** Opening Records provided block **

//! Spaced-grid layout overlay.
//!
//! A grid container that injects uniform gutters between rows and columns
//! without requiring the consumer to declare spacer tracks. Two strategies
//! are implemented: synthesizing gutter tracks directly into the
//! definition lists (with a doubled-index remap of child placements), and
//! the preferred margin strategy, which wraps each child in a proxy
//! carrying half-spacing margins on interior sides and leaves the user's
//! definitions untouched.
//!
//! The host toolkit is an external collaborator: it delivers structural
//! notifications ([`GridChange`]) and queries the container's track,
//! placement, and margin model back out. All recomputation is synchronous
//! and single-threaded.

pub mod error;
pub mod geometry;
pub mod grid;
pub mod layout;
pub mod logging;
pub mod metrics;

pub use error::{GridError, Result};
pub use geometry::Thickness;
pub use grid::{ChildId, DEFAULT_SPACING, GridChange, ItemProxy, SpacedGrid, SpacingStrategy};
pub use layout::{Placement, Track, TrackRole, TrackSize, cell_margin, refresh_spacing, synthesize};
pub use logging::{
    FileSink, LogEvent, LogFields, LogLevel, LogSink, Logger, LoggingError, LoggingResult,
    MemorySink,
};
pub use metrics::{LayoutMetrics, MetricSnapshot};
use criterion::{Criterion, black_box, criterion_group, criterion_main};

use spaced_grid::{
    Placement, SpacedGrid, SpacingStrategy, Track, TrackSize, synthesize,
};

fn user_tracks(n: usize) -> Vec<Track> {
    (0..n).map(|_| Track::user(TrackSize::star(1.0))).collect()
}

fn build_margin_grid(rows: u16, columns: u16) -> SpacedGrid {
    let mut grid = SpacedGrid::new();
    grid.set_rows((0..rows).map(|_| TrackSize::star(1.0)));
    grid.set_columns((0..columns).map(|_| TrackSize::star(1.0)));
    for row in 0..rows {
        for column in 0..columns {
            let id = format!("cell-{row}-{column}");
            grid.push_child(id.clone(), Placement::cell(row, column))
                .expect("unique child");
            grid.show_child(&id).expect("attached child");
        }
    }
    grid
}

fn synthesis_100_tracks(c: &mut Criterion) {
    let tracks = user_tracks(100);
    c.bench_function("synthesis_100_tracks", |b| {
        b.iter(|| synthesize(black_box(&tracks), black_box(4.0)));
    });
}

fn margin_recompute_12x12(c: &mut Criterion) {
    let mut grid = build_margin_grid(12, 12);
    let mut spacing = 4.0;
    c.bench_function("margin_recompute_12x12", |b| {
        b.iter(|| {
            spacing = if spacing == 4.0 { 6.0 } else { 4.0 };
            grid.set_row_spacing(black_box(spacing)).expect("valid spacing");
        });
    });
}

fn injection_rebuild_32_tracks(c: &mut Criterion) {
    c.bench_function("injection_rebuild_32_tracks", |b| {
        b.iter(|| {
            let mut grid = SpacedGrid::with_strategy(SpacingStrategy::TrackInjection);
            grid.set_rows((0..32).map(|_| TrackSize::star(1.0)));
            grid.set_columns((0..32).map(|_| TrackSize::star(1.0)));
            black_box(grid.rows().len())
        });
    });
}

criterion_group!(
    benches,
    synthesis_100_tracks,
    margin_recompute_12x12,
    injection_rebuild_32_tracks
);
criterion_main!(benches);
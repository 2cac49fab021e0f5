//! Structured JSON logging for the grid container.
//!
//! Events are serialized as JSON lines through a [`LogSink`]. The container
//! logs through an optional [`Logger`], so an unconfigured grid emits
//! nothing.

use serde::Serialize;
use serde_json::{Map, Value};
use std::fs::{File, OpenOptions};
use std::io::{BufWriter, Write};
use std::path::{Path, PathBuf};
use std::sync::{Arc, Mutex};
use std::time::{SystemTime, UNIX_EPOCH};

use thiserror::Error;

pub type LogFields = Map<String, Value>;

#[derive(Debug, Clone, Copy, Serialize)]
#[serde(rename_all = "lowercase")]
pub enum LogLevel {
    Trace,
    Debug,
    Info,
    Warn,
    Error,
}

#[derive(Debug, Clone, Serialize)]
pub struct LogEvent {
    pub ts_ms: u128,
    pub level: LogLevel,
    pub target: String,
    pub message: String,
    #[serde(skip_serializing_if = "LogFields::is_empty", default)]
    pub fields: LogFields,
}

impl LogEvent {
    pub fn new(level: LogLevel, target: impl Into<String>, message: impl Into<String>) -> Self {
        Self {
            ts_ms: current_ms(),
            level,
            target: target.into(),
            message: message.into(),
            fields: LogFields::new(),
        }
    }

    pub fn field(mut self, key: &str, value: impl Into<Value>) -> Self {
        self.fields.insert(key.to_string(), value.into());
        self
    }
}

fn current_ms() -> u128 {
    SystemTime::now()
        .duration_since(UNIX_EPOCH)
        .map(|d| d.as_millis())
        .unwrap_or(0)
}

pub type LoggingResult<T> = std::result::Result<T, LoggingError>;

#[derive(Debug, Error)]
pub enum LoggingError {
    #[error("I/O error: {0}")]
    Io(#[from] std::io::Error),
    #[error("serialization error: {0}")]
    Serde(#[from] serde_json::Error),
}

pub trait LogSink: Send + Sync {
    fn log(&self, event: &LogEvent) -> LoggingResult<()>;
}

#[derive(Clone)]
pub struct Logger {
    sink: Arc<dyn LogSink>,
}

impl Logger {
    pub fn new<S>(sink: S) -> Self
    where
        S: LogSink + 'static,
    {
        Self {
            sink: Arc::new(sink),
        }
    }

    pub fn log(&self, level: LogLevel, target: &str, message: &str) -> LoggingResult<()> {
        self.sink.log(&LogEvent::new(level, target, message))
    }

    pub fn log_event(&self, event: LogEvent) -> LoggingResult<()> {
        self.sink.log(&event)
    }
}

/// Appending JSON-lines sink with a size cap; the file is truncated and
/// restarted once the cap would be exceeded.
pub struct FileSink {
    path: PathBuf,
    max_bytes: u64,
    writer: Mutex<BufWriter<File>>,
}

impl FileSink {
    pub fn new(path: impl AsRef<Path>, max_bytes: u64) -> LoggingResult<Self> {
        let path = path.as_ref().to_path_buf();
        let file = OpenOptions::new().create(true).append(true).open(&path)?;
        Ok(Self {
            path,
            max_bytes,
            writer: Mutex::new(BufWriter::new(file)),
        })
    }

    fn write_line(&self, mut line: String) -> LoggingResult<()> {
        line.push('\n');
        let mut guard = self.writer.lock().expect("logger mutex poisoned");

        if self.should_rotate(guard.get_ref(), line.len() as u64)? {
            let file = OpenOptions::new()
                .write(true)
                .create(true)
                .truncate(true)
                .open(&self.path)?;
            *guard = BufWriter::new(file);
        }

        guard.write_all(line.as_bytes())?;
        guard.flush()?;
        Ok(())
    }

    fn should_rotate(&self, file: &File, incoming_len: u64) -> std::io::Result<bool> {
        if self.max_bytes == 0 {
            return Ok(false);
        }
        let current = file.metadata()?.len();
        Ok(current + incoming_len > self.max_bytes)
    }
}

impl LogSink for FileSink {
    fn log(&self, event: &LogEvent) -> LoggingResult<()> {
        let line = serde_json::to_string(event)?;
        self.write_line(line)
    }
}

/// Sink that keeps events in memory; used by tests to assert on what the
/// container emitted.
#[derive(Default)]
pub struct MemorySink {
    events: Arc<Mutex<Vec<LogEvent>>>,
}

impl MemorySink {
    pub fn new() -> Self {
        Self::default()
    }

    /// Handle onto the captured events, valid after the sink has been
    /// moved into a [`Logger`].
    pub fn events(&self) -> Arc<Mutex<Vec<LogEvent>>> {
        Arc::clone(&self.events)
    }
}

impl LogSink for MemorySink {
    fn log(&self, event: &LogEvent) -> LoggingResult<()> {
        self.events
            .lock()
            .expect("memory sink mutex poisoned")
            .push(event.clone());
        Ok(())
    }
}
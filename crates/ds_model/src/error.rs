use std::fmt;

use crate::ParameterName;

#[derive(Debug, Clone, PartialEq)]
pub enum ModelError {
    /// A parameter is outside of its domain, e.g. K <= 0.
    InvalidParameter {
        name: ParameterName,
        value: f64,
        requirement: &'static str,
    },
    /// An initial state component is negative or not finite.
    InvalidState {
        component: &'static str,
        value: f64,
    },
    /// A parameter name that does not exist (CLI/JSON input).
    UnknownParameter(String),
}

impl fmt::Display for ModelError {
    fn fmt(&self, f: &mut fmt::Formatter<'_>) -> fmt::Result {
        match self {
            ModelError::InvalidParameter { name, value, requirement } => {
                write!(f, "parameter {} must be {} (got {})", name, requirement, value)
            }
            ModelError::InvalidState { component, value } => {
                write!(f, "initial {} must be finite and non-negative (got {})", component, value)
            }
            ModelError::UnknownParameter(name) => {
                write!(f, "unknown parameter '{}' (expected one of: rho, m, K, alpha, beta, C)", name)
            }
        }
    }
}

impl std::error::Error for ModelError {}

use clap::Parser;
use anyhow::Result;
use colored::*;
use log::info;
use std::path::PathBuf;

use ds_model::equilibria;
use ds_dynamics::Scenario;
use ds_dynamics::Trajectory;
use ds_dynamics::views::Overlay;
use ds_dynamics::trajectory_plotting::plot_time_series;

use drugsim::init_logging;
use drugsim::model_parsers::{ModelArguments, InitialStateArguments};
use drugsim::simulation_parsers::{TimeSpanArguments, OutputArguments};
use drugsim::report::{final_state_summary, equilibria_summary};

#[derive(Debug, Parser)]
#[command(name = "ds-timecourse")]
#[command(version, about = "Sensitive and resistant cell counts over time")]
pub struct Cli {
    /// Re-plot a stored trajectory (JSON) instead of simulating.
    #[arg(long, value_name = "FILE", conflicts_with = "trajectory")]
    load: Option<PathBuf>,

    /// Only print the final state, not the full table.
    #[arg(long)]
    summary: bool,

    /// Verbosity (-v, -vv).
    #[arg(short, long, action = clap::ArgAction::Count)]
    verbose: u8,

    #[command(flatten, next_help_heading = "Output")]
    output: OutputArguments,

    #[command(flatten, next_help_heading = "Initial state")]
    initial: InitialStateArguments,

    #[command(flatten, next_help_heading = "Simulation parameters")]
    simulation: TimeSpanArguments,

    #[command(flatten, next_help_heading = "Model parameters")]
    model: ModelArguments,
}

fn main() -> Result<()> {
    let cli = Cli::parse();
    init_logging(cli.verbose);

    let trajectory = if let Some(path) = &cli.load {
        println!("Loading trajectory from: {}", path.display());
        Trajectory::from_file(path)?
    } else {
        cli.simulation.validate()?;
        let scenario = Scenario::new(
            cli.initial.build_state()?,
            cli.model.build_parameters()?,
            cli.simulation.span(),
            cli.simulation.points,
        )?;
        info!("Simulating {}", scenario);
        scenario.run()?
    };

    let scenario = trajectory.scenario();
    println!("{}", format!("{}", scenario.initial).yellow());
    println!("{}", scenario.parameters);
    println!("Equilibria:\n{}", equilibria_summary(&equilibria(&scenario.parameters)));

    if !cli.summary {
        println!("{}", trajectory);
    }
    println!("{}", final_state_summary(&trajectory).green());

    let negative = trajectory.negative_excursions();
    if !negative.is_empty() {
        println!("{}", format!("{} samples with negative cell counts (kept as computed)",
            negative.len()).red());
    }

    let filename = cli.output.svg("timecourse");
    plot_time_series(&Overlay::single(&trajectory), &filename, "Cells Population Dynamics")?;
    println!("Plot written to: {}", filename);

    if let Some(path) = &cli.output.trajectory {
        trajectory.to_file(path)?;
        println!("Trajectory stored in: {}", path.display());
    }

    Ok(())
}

** Closing Records provided block **
** Opening Records provided block **

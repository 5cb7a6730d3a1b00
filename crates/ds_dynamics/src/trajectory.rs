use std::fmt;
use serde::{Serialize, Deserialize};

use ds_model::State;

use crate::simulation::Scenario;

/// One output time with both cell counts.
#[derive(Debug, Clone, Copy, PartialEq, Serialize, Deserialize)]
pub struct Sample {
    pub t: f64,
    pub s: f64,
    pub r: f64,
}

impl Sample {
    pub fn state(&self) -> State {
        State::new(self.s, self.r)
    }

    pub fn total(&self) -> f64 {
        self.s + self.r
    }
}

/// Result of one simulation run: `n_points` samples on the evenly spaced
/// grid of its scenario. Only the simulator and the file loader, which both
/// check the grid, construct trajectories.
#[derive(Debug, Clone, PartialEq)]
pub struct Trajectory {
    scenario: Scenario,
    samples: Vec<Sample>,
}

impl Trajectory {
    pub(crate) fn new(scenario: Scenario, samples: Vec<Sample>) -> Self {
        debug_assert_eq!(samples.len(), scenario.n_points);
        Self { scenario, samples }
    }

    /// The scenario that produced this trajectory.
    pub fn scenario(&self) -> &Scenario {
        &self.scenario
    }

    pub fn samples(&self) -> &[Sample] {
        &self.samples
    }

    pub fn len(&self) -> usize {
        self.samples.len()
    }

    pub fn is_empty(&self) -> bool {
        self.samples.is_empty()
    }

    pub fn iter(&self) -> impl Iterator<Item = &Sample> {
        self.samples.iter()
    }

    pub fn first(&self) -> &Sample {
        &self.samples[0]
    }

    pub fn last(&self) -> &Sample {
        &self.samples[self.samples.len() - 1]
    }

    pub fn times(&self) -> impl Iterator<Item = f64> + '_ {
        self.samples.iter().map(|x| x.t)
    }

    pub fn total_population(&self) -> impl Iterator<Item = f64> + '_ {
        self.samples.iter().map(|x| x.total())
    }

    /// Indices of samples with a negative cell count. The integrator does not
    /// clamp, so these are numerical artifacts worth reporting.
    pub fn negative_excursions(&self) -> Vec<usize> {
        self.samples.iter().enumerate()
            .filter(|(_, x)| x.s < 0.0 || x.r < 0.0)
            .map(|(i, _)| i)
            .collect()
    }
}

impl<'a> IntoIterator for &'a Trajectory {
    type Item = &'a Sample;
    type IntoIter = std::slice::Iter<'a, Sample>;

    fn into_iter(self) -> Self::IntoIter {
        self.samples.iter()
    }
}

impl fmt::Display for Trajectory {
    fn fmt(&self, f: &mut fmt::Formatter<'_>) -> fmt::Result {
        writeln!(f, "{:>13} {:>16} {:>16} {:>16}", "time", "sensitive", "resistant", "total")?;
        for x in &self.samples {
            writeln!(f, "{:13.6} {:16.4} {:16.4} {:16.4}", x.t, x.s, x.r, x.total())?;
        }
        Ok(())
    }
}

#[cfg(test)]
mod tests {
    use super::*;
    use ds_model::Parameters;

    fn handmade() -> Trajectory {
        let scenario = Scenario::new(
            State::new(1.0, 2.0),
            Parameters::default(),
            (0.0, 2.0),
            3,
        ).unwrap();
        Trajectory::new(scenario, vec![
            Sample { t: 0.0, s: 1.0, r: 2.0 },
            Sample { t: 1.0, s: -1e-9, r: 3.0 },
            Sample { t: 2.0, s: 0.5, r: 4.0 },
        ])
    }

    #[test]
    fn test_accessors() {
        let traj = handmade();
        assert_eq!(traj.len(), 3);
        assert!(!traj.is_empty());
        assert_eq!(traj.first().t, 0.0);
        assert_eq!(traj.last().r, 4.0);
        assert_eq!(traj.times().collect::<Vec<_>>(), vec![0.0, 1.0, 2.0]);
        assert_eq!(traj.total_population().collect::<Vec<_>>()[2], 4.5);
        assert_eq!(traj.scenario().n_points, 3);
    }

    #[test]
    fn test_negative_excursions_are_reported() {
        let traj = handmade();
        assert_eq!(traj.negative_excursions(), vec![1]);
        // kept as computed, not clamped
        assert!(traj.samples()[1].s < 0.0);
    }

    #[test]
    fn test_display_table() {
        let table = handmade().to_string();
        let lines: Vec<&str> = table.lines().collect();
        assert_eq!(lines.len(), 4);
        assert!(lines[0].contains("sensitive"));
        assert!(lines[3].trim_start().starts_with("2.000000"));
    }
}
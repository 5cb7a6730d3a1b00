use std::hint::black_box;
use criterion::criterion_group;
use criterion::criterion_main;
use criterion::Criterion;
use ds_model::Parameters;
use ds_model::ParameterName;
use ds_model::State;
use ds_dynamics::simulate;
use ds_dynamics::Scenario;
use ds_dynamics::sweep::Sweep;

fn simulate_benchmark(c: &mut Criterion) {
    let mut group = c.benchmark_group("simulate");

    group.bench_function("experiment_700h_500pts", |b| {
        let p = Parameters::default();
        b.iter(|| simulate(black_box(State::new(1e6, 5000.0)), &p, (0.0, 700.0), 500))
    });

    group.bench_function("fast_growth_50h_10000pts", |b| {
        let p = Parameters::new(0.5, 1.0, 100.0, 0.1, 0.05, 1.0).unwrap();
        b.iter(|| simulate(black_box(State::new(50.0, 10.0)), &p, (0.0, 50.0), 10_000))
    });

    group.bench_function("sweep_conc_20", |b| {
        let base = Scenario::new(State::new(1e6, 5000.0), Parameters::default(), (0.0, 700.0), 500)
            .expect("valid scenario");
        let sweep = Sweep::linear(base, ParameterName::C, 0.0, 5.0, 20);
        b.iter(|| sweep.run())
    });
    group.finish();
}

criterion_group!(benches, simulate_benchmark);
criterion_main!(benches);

** Closing Records provided block **

## Description of the task
Report how many lines of the entries include the word "command", and let the number stand alone.

## Exercise output
6